Exercise instructions
Filter the listing below down to the lines containing the word "category".

==== Data for review

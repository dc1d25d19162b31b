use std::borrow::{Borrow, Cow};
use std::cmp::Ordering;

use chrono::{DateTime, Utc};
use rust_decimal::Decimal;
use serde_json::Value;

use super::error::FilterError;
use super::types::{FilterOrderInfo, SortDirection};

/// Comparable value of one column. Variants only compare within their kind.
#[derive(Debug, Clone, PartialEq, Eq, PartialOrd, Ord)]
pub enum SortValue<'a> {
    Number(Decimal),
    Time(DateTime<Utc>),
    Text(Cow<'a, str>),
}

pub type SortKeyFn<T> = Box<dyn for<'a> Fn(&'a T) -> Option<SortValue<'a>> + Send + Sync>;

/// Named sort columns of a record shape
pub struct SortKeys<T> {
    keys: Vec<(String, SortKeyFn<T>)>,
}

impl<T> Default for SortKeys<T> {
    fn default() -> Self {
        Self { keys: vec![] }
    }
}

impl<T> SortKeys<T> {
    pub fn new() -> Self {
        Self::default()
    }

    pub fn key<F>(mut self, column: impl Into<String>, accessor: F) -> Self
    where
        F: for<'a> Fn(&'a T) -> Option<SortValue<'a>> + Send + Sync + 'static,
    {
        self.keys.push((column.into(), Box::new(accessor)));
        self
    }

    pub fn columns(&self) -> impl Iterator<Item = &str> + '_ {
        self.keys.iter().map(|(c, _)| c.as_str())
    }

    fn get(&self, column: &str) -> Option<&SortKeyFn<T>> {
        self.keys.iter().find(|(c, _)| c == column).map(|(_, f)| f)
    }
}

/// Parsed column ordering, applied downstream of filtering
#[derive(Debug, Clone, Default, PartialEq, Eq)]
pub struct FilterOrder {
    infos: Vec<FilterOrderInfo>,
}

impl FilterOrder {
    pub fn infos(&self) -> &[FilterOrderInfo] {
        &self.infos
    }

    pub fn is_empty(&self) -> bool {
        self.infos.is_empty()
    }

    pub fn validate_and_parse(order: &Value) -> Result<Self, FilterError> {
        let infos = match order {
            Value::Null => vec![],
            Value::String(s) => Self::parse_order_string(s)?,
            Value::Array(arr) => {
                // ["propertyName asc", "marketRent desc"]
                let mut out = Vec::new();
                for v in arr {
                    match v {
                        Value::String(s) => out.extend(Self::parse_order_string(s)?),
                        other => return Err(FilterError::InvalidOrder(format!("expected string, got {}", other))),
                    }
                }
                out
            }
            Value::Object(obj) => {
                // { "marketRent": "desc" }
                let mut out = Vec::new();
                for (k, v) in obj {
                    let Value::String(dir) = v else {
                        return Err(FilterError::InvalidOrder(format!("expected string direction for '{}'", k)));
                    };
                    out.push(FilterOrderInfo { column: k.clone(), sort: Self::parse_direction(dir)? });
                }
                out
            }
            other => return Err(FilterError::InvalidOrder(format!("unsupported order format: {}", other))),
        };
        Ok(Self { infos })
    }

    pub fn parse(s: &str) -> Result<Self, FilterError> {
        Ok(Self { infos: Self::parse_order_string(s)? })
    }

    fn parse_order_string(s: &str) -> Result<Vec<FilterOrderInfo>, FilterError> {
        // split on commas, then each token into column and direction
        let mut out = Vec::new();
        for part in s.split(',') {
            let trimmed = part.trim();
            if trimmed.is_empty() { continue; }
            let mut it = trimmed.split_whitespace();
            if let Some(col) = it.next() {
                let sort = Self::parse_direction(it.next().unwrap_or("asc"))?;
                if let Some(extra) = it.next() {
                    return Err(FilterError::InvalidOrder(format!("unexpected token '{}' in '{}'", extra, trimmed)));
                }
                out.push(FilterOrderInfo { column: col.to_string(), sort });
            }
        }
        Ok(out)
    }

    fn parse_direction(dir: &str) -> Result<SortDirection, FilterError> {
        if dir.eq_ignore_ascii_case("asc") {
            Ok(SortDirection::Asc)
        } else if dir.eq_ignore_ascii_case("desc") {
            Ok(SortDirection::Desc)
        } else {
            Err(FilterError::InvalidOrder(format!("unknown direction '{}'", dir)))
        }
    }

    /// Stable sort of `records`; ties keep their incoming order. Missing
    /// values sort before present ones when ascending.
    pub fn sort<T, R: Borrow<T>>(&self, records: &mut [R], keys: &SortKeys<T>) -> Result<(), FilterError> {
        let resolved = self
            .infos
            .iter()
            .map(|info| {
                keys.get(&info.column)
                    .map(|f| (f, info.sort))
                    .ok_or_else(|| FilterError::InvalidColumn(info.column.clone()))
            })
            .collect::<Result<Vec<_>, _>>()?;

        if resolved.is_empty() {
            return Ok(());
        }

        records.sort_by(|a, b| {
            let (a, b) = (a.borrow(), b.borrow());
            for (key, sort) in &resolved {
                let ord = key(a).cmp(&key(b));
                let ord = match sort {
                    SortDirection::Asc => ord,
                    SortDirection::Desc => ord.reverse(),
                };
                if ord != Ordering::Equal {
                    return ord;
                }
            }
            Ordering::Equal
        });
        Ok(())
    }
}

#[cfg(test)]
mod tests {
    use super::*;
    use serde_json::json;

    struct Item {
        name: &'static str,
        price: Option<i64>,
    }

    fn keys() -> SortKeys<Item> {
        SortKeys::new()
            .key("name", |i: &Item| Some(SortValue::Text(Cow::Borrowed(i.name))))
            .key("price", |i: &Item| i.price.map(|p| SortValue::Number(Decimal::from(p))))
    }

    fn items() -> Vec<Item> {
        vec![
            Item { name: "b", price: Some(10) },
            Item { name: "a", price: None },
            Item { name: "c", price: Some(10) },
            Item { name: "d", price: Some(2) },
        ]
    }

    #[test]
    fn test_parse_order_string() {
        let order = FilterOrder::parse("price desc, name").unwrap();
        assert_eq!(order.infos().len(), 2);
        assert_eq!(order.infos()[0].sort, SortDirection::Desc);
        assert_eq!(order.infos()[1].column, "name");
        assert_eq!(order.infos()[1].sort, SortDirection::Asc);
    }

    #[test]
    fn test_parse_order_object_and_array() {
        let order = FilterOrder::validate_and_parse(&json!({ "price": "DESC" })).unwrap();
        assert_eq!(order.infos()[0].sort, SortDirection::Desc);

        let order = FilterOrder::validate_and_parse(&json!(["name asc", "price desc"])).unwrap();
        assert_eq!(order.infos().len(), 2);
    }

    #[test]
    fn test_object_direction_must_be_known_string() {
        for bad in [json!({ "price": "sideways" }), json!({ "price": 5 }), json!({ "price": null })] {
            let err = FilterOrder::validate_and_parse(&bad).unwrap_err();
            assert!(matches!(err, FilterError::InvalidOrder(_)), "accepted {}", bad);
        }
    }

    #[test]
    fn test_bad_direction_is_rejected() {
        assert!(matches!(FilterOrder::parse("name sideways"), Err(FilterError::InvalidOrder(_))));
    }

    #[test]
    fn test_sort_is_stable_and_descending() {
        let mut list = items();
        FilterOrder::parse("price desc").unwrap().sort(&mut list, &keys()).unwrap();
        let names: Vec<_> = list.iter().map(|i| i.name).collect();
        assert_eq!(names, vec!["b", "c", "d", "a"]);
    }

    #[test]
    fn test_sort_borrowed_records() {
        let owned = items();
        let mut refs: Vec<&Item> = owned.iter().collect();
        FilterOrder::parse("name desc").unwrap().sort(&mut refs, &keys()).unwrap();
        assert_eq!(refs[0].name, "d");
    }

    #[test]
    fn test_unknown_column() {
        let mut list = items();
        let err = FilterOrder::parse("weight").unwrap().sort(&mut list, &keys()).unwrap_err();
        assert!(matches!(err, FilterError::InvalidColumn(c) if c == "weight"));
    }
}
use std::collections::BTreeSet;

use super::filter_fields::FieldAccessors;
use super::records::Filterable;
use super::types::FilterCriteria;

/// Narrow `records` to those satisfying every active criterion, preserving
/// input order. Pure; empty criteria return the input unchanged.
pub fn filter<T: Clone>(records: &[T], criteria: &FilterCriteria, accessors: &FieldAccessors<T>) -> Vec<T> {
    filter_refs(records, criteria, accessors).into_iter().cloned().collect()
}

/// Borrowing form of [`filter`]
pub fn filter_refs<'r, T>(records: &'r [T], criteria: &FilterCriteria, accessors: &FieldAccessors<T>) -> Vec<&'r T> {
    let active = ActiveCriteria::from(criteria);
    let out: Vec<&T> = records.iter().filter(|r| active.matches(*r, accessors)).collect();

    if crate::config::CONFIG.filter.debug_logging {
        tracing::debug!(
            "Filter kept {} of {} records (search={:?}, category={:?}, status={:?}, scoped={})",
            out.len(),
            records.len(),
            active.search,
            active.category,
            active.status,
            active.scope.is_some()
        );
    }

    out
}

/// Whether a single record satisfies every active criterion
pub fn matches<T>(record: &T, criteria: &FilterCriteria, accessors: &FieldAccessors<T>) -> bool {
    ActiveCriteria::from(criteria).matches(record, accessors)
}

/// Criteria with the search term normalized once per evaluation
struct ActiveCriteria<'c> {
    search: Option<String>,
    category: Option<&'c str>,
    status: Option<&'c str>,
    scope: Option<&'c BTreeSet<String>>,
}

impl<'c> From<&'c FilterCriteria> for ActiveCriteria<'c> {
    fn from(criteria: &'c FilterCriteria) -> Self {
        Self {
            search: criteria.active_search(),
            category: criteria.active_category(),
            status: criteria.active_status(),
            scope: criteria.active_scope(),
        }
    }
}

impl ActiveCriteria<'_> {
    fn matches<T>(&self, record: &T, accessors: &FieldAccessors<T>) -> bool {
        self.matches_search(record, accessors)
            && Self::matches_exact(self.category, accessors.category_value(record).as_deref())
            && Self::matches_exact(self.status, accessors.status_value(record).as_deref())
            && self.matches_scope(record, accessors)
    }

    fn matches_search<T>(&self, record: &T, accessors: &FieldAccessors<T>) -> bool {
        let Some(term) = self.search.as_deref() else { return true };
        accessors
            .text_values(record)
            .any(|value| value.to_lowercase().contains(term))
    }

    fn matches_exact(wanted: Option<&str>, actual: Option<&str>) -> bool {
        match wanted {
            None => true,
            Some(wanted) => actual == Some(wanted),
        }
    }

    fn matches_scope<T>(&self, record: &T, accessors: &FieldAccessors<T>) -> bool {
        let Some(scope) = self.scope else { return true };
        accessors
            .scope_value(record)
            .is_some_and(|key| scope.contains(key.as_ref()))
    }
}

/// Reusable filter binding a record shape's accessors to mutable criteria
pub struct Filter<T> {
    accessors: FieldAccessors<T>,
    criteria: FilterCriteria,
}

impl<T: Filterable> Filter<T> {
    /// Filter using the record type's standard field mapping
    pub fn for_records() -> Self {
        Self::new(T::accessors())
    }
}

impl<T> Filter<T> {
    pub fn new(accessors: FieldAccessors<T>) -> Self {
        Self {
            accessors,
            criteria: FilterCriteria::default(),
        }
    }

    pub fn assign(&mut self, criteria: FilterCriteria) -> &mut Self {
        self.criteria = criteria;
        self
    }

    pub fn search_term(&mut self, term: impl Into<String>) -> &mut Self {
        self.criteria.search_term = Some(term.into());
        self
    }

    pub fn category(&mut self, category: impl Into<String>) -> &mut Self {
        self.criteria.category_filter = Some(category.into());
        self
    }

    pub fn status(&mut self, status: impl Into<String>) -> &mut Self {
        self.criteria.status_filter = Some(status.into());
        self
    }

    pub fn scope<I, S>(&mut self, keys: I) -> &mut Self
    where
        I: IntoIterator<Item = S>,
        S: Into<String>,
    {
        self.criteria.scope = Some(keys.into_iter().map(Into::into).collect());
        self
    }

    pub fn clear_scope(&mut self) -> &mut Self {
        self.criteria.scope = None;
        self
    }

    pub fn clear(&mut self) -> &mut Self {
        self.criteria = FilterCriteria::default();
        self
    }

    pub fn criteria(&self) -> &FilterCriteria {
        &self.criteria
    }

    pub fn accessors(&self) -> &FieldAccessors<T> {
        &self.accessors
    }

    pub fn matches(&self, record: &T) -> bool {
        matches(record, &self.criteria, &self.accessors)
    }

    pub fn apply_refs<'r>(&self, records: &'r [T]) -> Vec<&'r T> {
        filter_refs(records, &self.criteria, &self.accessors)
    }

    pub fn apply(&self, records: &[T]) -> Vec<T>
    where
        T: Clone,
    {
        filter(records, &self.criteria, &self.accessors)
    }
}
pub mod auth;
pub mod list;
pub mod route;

========

Result of the task
            "Filter kept {} of {} records (search={:?}, category={:?}, status={:?}, scoped={})",
            active.category,
    category: Option<&'c str>,
            category: criteria.active_category(),
            && Self::matches_exact(self.category, accessors.category_value(record).as_deref())
    pub fn category(&mut self, category: impl Into<String>) -> &mut Self {
        self.criteria.category_filter = Some(category.into());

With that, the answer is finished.